#### [DIRECTIONS FOR THIS TASK]
Read the entries that follow and give each one again precisely.

#### [Stored entries]
▼

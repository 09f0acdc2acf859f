use std::sync::Arc;

use tracing::{debug, error, trace};

use super::{JobReceiver, Measure, ResultSender};
use crate::http_probe::{TimingResult, report};

/// Why a worker stopped pulling jobs.
#[derive(Debug, Clone, Copy, PartialEq, Eq)]
pub enum WorkerExit {
    /// The job queue was closed and drained.
    Exhausted,
    /// A blank job arrived. The worker emitted an all-zero result with an
    /// empty URL and quit; the pool is one worker smaller from here on.
    BlankJob,
    /// Nobody is reading results anymore.
    ResultsClosed,
}

/// Receives jobs, measures them and emits exactly one result per job.
///
/// `Receiving -> Measuring -> Emitting -> Receiving ... -> Terminated`
pub struct Worker<P> {
    id: usize,
    prober: Arc<P>,
    jobs: JobReceiver,
    results: ResultSender,
}

impl<P: Measure> Worker<P> {
    pub fn new(id: usize, prober: Arc<P>, jobs: JobReceiver, results: ResultSender) -> Self {
        Self {
            id,
            prober,
            jobs,
            results,
        }
    }

    pub async fn run(self) -> WorkerExit {
        let worker = self.id;
        trace!(worker, "receiving");
        while let Ok(job) = self.jobs.recv().await {
            if job.is_blank() {
                debug!(worker, "URL is empty, terminating");
                if self.results.send(TimingResult::default()).await.is_err() {
                    return WorkerExit::ResultsClosed;
                }
                return WorkerExit::BlankJob;
            }

            trace!(worker, url = %job.url, "measuring");
            let measured = self.prober.measure(&job.url).await;
            let result = match measured {
                Ok(result) => result,
                Err(err) => {
                    error!(
                        action = "measure",
                        worker,
                        url = %job.url,
                        error = %report(&err),
                        "error making request"
                    );
                    TimingResult::zero(job.url)
                }
            };

            trace!(worker, "emitting");
            if self.results.send(result).await.is_err() {
                debug!(worker, "result queue closed");
                return WorkerExit::ResultsClosed;
            }
            trace!(worker, "receiving");
        }
        debug!(worker, "job queue drained");
        WorkerExit::Exhausted
    }
}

▲

#### [REPLY]
repository 09f0acdc2acf859f
use std::sync::Arc;

use tracing::{debug, error, trace};

use super::{JobReceiver, Measure, ResultSender};
use crate::http_probe::{TimingResult, report};

/// Why a worker stopped pulling jobs.
#[derive(Debug, Clone, Copy, PartialEq, Eq)]
pub enum WorkerExit {
    /// The job queue was closed and drained.
    Exhausted,
    /// A blank job arrived. The worker emitted an all-zero result with an
    /// empty URL and quit; the pool is one worker smaller from here on.
    BlankJob,
    /// Nobody is reading results anymore.
    ResultsClosed,
}

/// Receives jobs, measures them and emits exactly one result per job.
///
/// `Receiving -> Measuring -> Emitting -> Receiving ... -> Terminated`
pub struct Worker<P> {
    id: usize,
    prober: Arc<P>,
    jobs: JobReceiver,
    results: ResultSender,
}

impl<P: Measure> Worker<P> {
    pub fn new(id: usize, prober: Arc<P>, jobs: JobReceiver, results: ResultSender) -> Self {
        Self {
            id,
            prober,
            jobs,
            results,
        }
    }

    pub async fn run(self) -> WorkerExit {
        let worker = self.id;
        trace!(worker, "receiving");
        while let Ok(job) = self.jobs.recv().await {
            if job.is_blank() {
                debug!(worker, "URL is empty, terminating");
                if self.results.send(TimingResult::default()).await.is_err() {
                    return WorkerExit::ResultsClosed;
                }
                return WorkerExit::BlankJob;
            }

            trace!(worker, url = %job.url, "measuring");
            let measured = self.prober.measure(&job.url).await;
            let result = match measured {
                Ok(result) => result,
                Err(err) => {
                    error!(
                        action = "measure",
                        worker,
                        url = %job.url,
                        error = %report(&err),
                        "error making request"
                    );
                    TimingResult::zero(job.url)
                }
            };

            trace!(worker, "emitting");
            if self.results.send(result).await.is_err() {
                debug!(worker, "result queue closed");
                return WorkerExit::ResultsClosed;
            }
            trace!(worker, "receiving");
        }
        debug!(worker, "job queue drained");
        WorkerExit::Exhausted
    }
}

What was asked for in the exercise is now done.